In order to do these things, we'll learn about string slicing, and about two new Python data types: sets and dictionaries. Like lists, sets and dictionaries are used for building collections of things, but they have some different features.

Note: This workshop has been written for Python 3. If you are using Python 2, you should be able to make everything work by first running the Python command:

from __future__ import print_function, division

k-mers

The k-mers in a string are all the substrings of length k. So, given the string "ELEPHANT", and k-mer length k=4, the k-mers are:

ELEP
LEPH
EPHA
PHAN
HANT

When we count k-mers, we want to find out which k-mers occur in our string, and how often they occur. So, for the string "BANANA" and k=2, we would find counts like

BA  1
AN  2
NA  2

In the Assembly lectures we will see how breaking data into k-mers helps us to efficiently assemble genomes. In applying these algorithms, we will be dealing with large amounts of DNA sequence, and values of k will of course be much larger (e.g. in the range 20-80, and sometimes larger; values depend strongly on data).
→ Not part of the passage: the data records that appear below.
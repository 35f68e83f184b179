use std::ffi::OsString;
use std::path::{Path, PathBuf};

use tracing::{error, info, warn};

use super::{disconnect_quietly, fetch_current_user};
use crate::bundle::{self, ARTIFACT_EXTENSION};
use crate::client::{ClientFactory, ClientParams};
use crate::error::{PortError, Result};
use crate::proxy;
use tdport_protocol::{Bundle, UserProfile};

/// Outcome of a successful import.
#[derive(Debug, Clone)]
pub struct ImportReport {
	pub bundle: Bundle,
	/// Artifact path without extension.
	pub artifact: PathBuf,
	pub user: Option<UserProfile>,
	pub proxied: bool,
}

/// Bundle -> live, authorized client.
pub struct ImportPipeline<'a> {
	factory: &'a dyn ClientFactory,
}

impl<'a> ImportPipeline<'a> {
	pub fn new(factory: &'a dyn ClientFactory) -> Self {
		Self { factory }
	}

	/// Imports the bundle and reports whether the session is still usable.
	///
	/// Never modifies the document or the artifact.
	pub async fn run(&self, document: &Path) -> bool {
		match self.execute(document).await {
			Ok(report) => {
				match &report.user {
					Some(user) => info!(
						target = "tdport.import",
						user_id = user.id,
						name = %user.display_name(),
						username = user.username.as_deref().unwrap_or(""),
						"session is authorized"
					),
					None => info!(target = "tdport.import", "session is authorized"),
				}
				true
			}
			Err(err) => {
				error!(target = "tdport.import", stage = err.stage(), bundle = %document.display(), error = %err, "import failed");
				false
			}
		}
	}

	pub async fn execute(&self, document: &Path) -> Result<ImportReport> {
		if !document.is_file() {
			return Err(PortError::Config(format!("bundle {} does not exist", document.display())));
		}
		let (bundle, artifact) = bundle::decode(document)?;

		let artifact_file = with_artifact_extension(&artifact);
		if !artifact_file.is_file() {
			return Err(PortError::Config(format!("session artifact {} is missing", artifact_file.display())));
		}

		let proxy = proxy::build_proxy(bundle.proxy.as_ref());
		if bundle.proxy.is_some() && proxy.is_none() {
			warn!(target = "tdport.import", "proxy block unusable; connecting directly");
		}
		let proxied = proxy.is_some();

		let params = ClientParams {
			session: artifact.clone(),
			app_id: bundle.app_id,
			app_hash: bundle.app_hash.clone(),
			proxy,
		};
		info!(target = "tdport.import", artifact = %artifact_file.display(), app_id = bundle.app_id, proxied, "opening session");

		let mut client = self
			.factory
			.from_artifact(params)
			.await
			.map_err(|e| PortError::Conversion(format!("building client: {e}")))?;
		if let Err(err) = client.connect().await {
			disconnect_quietly(client.as_mut()).await;
			return Err(PortError::Conversion(format!("connecting: {err}")));
		}

		let authorized = match client.is_authorized().await {
			Ok(authorized) => authorized,
			Err(err) => {
				disconnect_quietly(client.as_mut()).await;
				return Err(PortError::Validation(format!("authorization check failed: {err}")));
			}
		};
		if !authorized {
			disconnect_quietly(client.as_mut()).await;
			return Err(PortError::Validation("session is no longer authorized".into()));
		}

		let user = fetch_current_user(client.as_mut(), "import").await;
		disconnect_quietly(client.as_mut()).await;

		Ok(ImportReport {
			bundle,
			artifact,
			user,
			proxied,
		})
	}
}

/// Appends `.session` without touching any dot already in the stem.
fn with_artifact_extension(artifact: &Path) -> PathBuf {
	let mut name = OsString::from(artifact.as_os_str());
	name.push(".");
	name.push(ARTIFACT_EXTENSION);
	PathBuf::from(name)
}

#[cfg(test)]
mod tests {
	use super::*;

	#[test]
	fn extension_is_appended_not_replaced() {
		assert_eq!(with_artifact_extension(Path::new("/b/acct1")), PathBuf::from("/b/acct1.session"));
		assert_eq!(with_artifact_extension(Path::new("/b/my.account")), PathBuf::from("/b/my.account.session"));
	}
}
Finding k-mers: string slicing

In the first workshop you were introduced to string indexing, using square brackets [].

In [1]:
dna_string = "GATTACA"
In [2]:
# First, third and last
print(dna_string[0], dna_string[2], dna_string[-1])
G T A
In [3]:
# Second-last
print(dna_string[-2])
C

Python also allows us to get multiple letters from a string at once using slicing. For instance, s[2:4] will give a slice of the string, starting at index 2 and going up to, but not including, index 4.

In [4]:
print(dna_string[2:4])
TT

We can also leave one (or both) of the numbers out, to go all the way from the start, or all the way until the end of the string.

String slicing will be useful for finding the k-mers in a read, and for finding the overlapping suffixes and prefixes of length (k-1).

Here are some slicing examples: play with this yourself until you get a feel for it.

In [5]:
print(dna_string[1:3])
AT
In [6]:
print(dna_string[1:4])
ATT
In [7]:
# From the start up until just before index 4
print(dna_string[:4])
GATT
In [8]:
# From index zero (first letter) until index 4 - same result as last example
print(dna_string[0:4])
GATT
In [9]:
# From index 4 until the end
print(dna_string[4:])
ACA
In [10]:
# From the second-last character until the end
print(dna_string[-2:])
CA
In [11]:
# From index 0 to index 6
# Since the length of the string is 7, this returns the entire string!
# It's the same as dna_string[:], which means 'from the start till the end'
print(dna_string[0:7])
print(dna_string[:])
GATTACA
GATTACA

Note that because dna_string[:4] gives us the string until just before index 4, and dna_string[4:] gives us the string starting at index 4, this actually splits the string into two parts with no overlaps or missing pieces. That is:

dna_string == "GATTACA"
dna_string[:4] == "GATT"
dna_string[4:] == "ACA"
dna_string[:4] + dna_string[4:] == "GATT" + "ACA" == dna_string

Similarly, dna_string[:2] and dna_string[2:], for instance, split the string neatly into "GA" and "TTACA".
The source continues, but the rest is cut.